What you have to do |
Write the data below out again, unchanged.

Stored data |
== Segment start ==

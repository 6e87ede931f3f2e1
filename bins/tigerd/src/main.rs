//! tigerd — SLAM and navigation daemon.
//!
//! Wires the sensor fan-out channels to the SLAM task and the motor
//! controller, and keeps running until interrupted. The serial sensor and
//! motor drivers attach through the fan-out publishers and the
//! [`control::MotorDriver`] trait; without hardware the daemon maps from
//! whatever readings are published.
//!
//! Exit codes: 0 normal, 1 fatal initialization error, 2 sensor connect
//! failure.

use anyhow::Result;
use clap::Parser;
use config::RobotConfig;
use control::{CollisionConfig, ControlConfig, DummyDriver, MotorController};
use mapping::MapRep;
use model::DiffDriveModel;
use nalgebra::Vector2;
use planning::PlannerConfig;
use sensors::FanOut;
use slam::{ScanConversion, SlamController, SlamTaskConfig};
use std::path::PathBuf;
use std::sync::{Arc, Mutex};
use tracing::{error, info, warn};
use tracing_appender::rolling::{RollingFileAppender, Rotation};
use tracing_subscriber::{layer::SubscriberExt, util::SubscriberInitExt, EnvFilter};
use types::{LidarReading, OdometryReading};

const EXIT_INIT_FAILURE: i32 = 1;
const EXIT_SENSOR_FAILURE: i32 = 2;

#[derive(Parser)]
#[command(name = "tigerd", about = "SLAM and navigation daemon")]
struct Args {
    /// Path to configuration file
    #[arg(short, long, default_value = "config/tigerslam.toml")]
    config: PathBuf,

    /// Resume mapping from a stored map instead of starting fresh
    #[arg(long)]
    load_map: Option<String>,

    /// Save the map under this name on shutdown
    #[arg(long)]
    save_map: Option<String>,

    /// Skip the sensor device checks (simulation / replay setups)
    #[arg(long)]
    no_sensor_check: bool,

    /// Log directory for text logs
    #[arg(long, default_value = "logs")]
    log_dir: PathBuf,

    /// Log level (trace, debug, info, warn, error)
    #[arg(long, default_value = "info")]
    log_level: String,
}

#[tokio::main]
async fn main() {
    let args = Args::parse();

    let _log_guard = match init_logging(&args.log_dir, &args.log_level) {
        Ok(guard) => guard,
        Err(e) => {
            eprintln!("failed to initialize logging: {e}");
            std::process::exit(EXIT_INIT_FAILURE);
        }
    };

    let cfg = match RobotConfig::load(&args.config) {
        Ok(cfg) => cfg,
        Err(e) => {
            error!(?e, "failed to load configuration");
            std::process::exit(EXIT_INIT_FAILURE);
        }
    };
    info!(path = %args.config.display(), "configuration loaded");

    if !args.no_sensor_check {
        if let Err(port) = check_sensor_ports(&cfg) {
            error!(port = %port, "sensor device not present");
            std::process::exit(EXIT_SENSOR_FAILURE);
        }
    }

    if let Err(e) = run(args, cfg).await {
        error!(?e, "fatal error");
        std::process::exit(EXIT_INIT_FAILURE);
    }
}

async fn run(args: Args, cfg: RobotConfig) -> Result<()> {
    let robot = DiffDriveModel::new(
        cfg.robot_base_width,
        cfg.robot_wheel_radius,
        cfg.robot_odometry_ppr,
    );

    // Sensor fan-out: the driver layer publishes, everything else subscribes
    let lidar = Arc::new(FanOut::<Arc<LidarReading>>::new("lidar"));
    let odometry = Arc::new(FanOut::<Arc<OdometryReading>>::new("odometry"));

    // SLAM session
    let map_rep = match &args.load_map {
        Some(name) => {
            let path = mapstore::map_file_path(std::path::Path::new(&cfg.map_storage_root), name);
            let stored = mapstore::load(&path)?;
            info!(name = %stored.meta.name, "resuming from stored map");
            stored.map_rep
        }
        None => MapRep::new_multi(
            cfg.hectorslam_gridmap_resolution,
            cfg.hectorslam_gridmap_size_x,
            cfg.hectorslam_gridmap_size_y,
            [cfg.hectorslam_gridmap_start_x, cfg.hectorslam_gridmap_start_y],
            cfg.hectorslam_levels,
        )?,
    };

    let mut slam = SlamController::new();
    slam.initialize(map_rep)?;
    if let Some(processor) = slam.processor_mut() {
        processor.set_update_factor_free(cfg.hectorslam_update_factor_free);
        processor.set_update_factor_occupied(cfg.hectorslam_update_factor_occupied);
        processor.set_map_update_min_dist_diff(cfg.hectorslam_map_update_min_dist_diff);
        processor.set_map_update_min_angle_diff(cfg.hectorslam_map_update_min_angle_diff);
    }

    let task_config = SlamTaskConfig {
        robot,
        conversion: ScanConversion {
            lidar_position: Vector2::new(cfg.lidar_position_x, cfg.lidar_position_y),
            use_motion_correction: cfg.hectorslam_use_lidar_correction,
            scan_duration: cfg.hectorslam_scan_duration,
        },
        use_odometry: cfg.hectorslam_use_odometry,
    };
    let _pose_rx = slam.start(task_config, lidar.subscribe(), odometry.subscribe())?;
    info!("SLAM running");

    // Motor controller; a real serial driver replaces the dummy when wired
    let driver = Arc::new(Mutex::new(DummyDriver::new()));
    let control_config = ControlConfig {
        robot,
        planner: PlannerConfig {
            shrink_factor: cfg.astar_shrink_factor,
            check_radius: cfg.astar_check_radius,
            unknown_punish: cfg.astar_unknown_punish,
            max_iterations: cfg.astar_max_iterations,
            smoothing_data_weight: cfg.astar_smoothing_data_weight,
            smoothing_smooth_weight: cfg.astar_smoothing_smooth_weight,
        },
        collision: CollisionConfig {
            angle: cfg.collision_detection_angle,
            radius: cfg.collision_detection_radius,
            num_distances: cfg.lidar_num_distances,
            radial_span: cfg.lidar_radial_span,
        },
        lookahead_distance: cfg.lookahead_distance,
    };
    let _controller = MotorController::new(driver, control_config);

    tokio::signal::ctrl_c().await?;
    info!("shutting down");

    slam.stop().await?;
    lidar.close();
    odometry.close();

    if let Some(name) = &args.save_map {
        let path = mapstore::map_file_path(std::path::Path::new(&cfg.map_storage_root), name);
        if let Some(parent) = path.parent() {
            std::fs::create_dir_all(parent)?;
        }
        let mut meta = mapstore::MapMetaData::new(name.clone(), "saved on shutdown");
        match slam.processor() {
            Some(processor) => {
                mapstore::save(processor.map_rep(), &mut meta, &path)?;
                info!(path = %path.display(), "map saved");
            }
            None => warn!("no map to save"),
        }
    }

    Ok(())
}

/// Verify the configured sensor devices exist before starting.
fn check_sensor_ports(cfg: &RobotConfig) -> Result<(), String> {
    if cfg.use_lidar && !std::path::Path::new(&cfg.lidar_port).exists() {
        return Err(cfg.lidar_port.clone());
    }
    if cfg.use_odometry && !std::path::Path::new(&cfg.odometry_port).exists() {
        return Err(cfg.odometry_port.clone());
    }
    Ok(())
}

fn init_logging(
    log_dir: &std::path::Path,
    level: &str,
) -> Result<tracing_appender::non_blocking::WorkerGuard> {
    std::fs::create_dir_all(log_dir)?;

    let file_appender = RollingFileAppender::new(Rotation::DAILY, log_dir, "tigerd.log");
    let (non_blocking_file, guard) = tracing_appender::non_blocking(file_appender);

    let filter = EnvFilter::try_from_default_env().unwrap_or_else(|_| EnvFilter::new(level));

    let stdout_layer = tracing_subscriber::fmt::layer().with_target(true);
    let file_layer = tracing_subscriber::fmt::layer()
        .with_writer(non_blocking_file)
        .with_ansi(false)
        .with_target(true);

    tracing_subscriber::registry()
        .with(filter)
        .with(stdout_layer)
        .with(file_layer)
        .init();

    Ok(guard)
}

== Segment end ==

Response area |
repository 6e87ede931f3f2e1
filename bins/tigerd/src/main.rs
//! tigerd — SLAM and navigation daemon.
//!
//! Wires the sensor fan-out channels to the SLAM task and the motor
//! controller, and keeps running until interrupted. The serial sensor and
//! motor drivers attach through the fan-out publishers and the
//! [`control::MotorDriver`] trait; without hardware the daemon maps from
//! whatever readings are published.
//!
//! Exit codes: 0 normal, 1 fatal initialization error, 2 sensor connect
//! failure.

use anyhow::Result;
use clap::Parser;
use config::RobotConfig;
use control::{CollisionConfig, ControlConfig, DummyDriver, MotorController};
use mapping::MapRep;
use model::DiffDriveModel;
use nalgebra::Vector2;
use planning::PlannerConfig;
use sensors::FanOut;
use slam::{ScanConversion, SlamController, SlamTaskConfig};
use std::path::PathBuf;
use std::sync::{Arc, Mutex};
use tracing::{error, info, warn};
use tracing_appender::rolling::{RollingFileAppender, Rotation};
use tracing_subscriber::{layer::SubscriberExt, util::SubscriberInitExt, EnvFilter};
use types::{LidarReading, OdometryReading};

const EXIT_INIT_FAILURE: i32 = 1;
const EXIT_SENSOR_FAILURE: i32 = 2;

#[derive(Parser)]
#[command(name = "tigerd", about = "SLAM and navigation daemon")]
struct Args {
    /// Path to configuration file
    #[arg(short, long, default_value = "config/tigerslam.toml")]
    config: PathBuf,

    /// Resume mapping from a stored map instead of starting fresh
    #[arg(long)]
    load_map: Option<String>,

    /// Save the map under this name on shutdown
    #[arg(long)]
    save_map: Option<String>,

    /// Skip the sensor device checks (simulation / replay setups)
    #[arg(long)]
    no_sensor_check: bool,

    /// Log directory for text logs
    #[arg(long, default_value = "logs")]
    log_dir: PathBuf,

    /// Log level (trace, debug, info, warn, error)
    #[arg(long, default_value = "info")]
    log_level: String,
}

#[tokio::main]
async fn main() {
    let args = Args::parse();

    let _log_guard = match init_logging(&args.log_dir, &args.log_level) {
        Ok(guard) => guard,
        Err(e) => {
            eprintln!("failed to initialize logging: {e}");
            std::process::exit(EXIT_INIT_FAILURE);
        }
    };

    let cfg = match RobotConfig::load(&args.config) {
        Ok(cfg) => cfg,
        Err(e) => {
            error!(?e, "failed to load configuration");
            std::process::exit(EXIT_INIT_FAILURE);
        }
    };
    info!(path = %args.config.display(), "configuration loaded");

    if !args.no_sensor_check {
        if let Err(port) = check_sensor_ports(&cfg) {
            error!(port = %port, "sensor device not present");
            std::process::exit(EXIT_SENSOR_FAILURE);
        }
    }

    if let Err(e) = run(args, cfg).await {
        error!(?e, "fatal error");
        std::process::exit(EXIT_INIT_FAILURE);
    }
}

async fn run(args: Args, cfg: RobotConfig) -> Result<()> {
    let robot = DiffDriveModel::new(
        cfg.robot_base_width,
        cfg.robot_wheel_radius,
        cfg.robot_odometry_ppr,
    );

    // Sensor fan-out: the driver layer publishes, everything else subscribes
    let lidar = Arc::new(FanOut::<Arc<LidarReading>>::new("lidar"));
    let odometry = Arc::new(FanOut::<Arc<OdometryReading>>::new("odometry"));

    // SLAM session
    let map_rep = match &args.load_map {
        Some(name) => {
            let path = mapstore::map_file_path(std::path::Path::new(&cfg.map_storage_root), name);
            let stored = mapstore::load(&path)?;
            info!(name = %stored.meta.name, "resuming from stored map");
            stored.map_rep
        }
        None => MapRep::new_multi(
            cfg.hectorslam_gridmap_resolution,
            cfg.hectorslam_gridmap_size_x,
            cfg.hectorslam_gridmap_size_y,
            [cfg.hectorslam_gridmap_start_x, cfg.hectorslam_gridmap_start_y],
            cfg.hectorslam_levels,
        )?,
    };

    let mut slam = SlamController::new();
    slam.initialize(map_rep)?;
    if let Some(processor) = slam.processor_mut() {
        processor.set_update_factor_free(cfg.hectorslam_update_factor_free);
        processor.set_update_factor_occupied(cfg.hectorslam_update_factor_occupied);
        processor.set_map_update_min_dist_diff(cfg.hectorslam_map_update_min_dist_diff);
        processor.set_map_update_min_angle_diff(cfg.hectorslam_map_update_min_angle_diff);
    }

    let task_config = SlamTaskConfig {
        robot,
        conversion: ScanConversion {
            lidar_position: Vector2::new(cfg.lidar_position_x, cfg.lidar_position_y),
            use_motion_correction: cfg.hectorslam_use_lidar_correction,
            scan_duration: cfg.hectorslam_scan_duration,
        },
        use_odometry: cfg.hectorslam_use_odometry,
    };
    let _pose_rx = slam.start(task_config, lidar.subscribe(), odometry.subscribe())?;
    info!("SLAM running");

    // Motor controller; a real serial driver replaces the dummy when wired
    let driver = Arc::new(Mutex::new(DummyDriver::new()));
    let control_config = ControlConfig {
        robot,
        planner: PlannerConfig {
            shrink_factor: cfg.astar_shrink_factor,
            check_radius: cfg.astar_check_radius,
            unknown_punish: cfg.astar_unknown_punish,
            max_iterations: cfg.astar_max_iterations,
            smoothing_data_weight: cfg.astar_smoothing_data_weight,
            smoothing_smooth_weight: cfg.astar_smoothing_smooth_weight,
        },
        collision: CollisionConfig {
            angle: cfg.collision_detection_angle,
            radius: cfg.collision_detection_radius,
            num_distances: cfg.lidar_num_distances,
            radial_span: cfg.lidar_radial_span,
        },
        lookahead_distance: cfg.lookahead_distance,
    };
    let _controller = MotorController::new(driver, control_config);

    tokio::signal::ctrl_c().await?;
    info!("shutting down");

    slam.stop().await?;
    lidar.close();
    odometry.close();

    if let Some(name) = &args.save_map {
        let path = mapstore::map_file_path(std::path::Path::new(&cfg.map_storage_root), name);
        if let Some(parent) = path.parent() {
            std::fs::create_dir_all(parent)?;
        }
        let mut meta = mapstore::MapMetaData::new(name.clone(), "saved on shutdown");
        match slam.processor() {
            Some(processor) => {
                mapstore::save(processor.map_rep(), &mut meta, &path)?;
                info!(path = %path.display(), "map saved");
            }
            None => warn!("no map to save"),
        }
    }

    Ok(())
}

/// Verify the configured sensor devices exist before starting.
fn check_sensor_ports(cfg: &RobotConfig) -> Result<(), String> {
    if cfg.use_lidar && !std::path::Path::new(&cfg.lidar_port).exists() {
        return Err(cfg.lidar_port.clone());
    }
    if cfg.use_odometry && !std::path::Path::new(&cfg.odometry_port).exists() {
        return Err(cfg.odometry_port.clone());
    }
    Ok(())
}

fn init_logging(
    log_dir: &std::path::Path,
    level: &str,
) -> Result<tracing_appender::non_blocking::WorkerGuard> {
    std::fs::create_dir_all(log_dir)?;

    let file_appender = RollingFileAppender::new(Rotation::DAILY, log_dir, "tigerd.log");
    let (non_blocking_file, guard) = tracing_appender::non_blocking(file_appender);

    let filter = EnvFilter::try_from_default_env().unwrap_or_else(|_| EnvFilter::new(level));

    let stdout_layer = tracing_subscriber::fmt::layer().with_target(true);
    let file_layer = tracing_subscriber::fmt::layer()
        .with_writer(non_blocking_file)
        .with_ansi(false)
        .with_target(true);

    tracing_subscriber::registry()
        .with(filter)
        .with(stdout_layer)
        .with(file_layer)
        .init();

    Ok(guard)
}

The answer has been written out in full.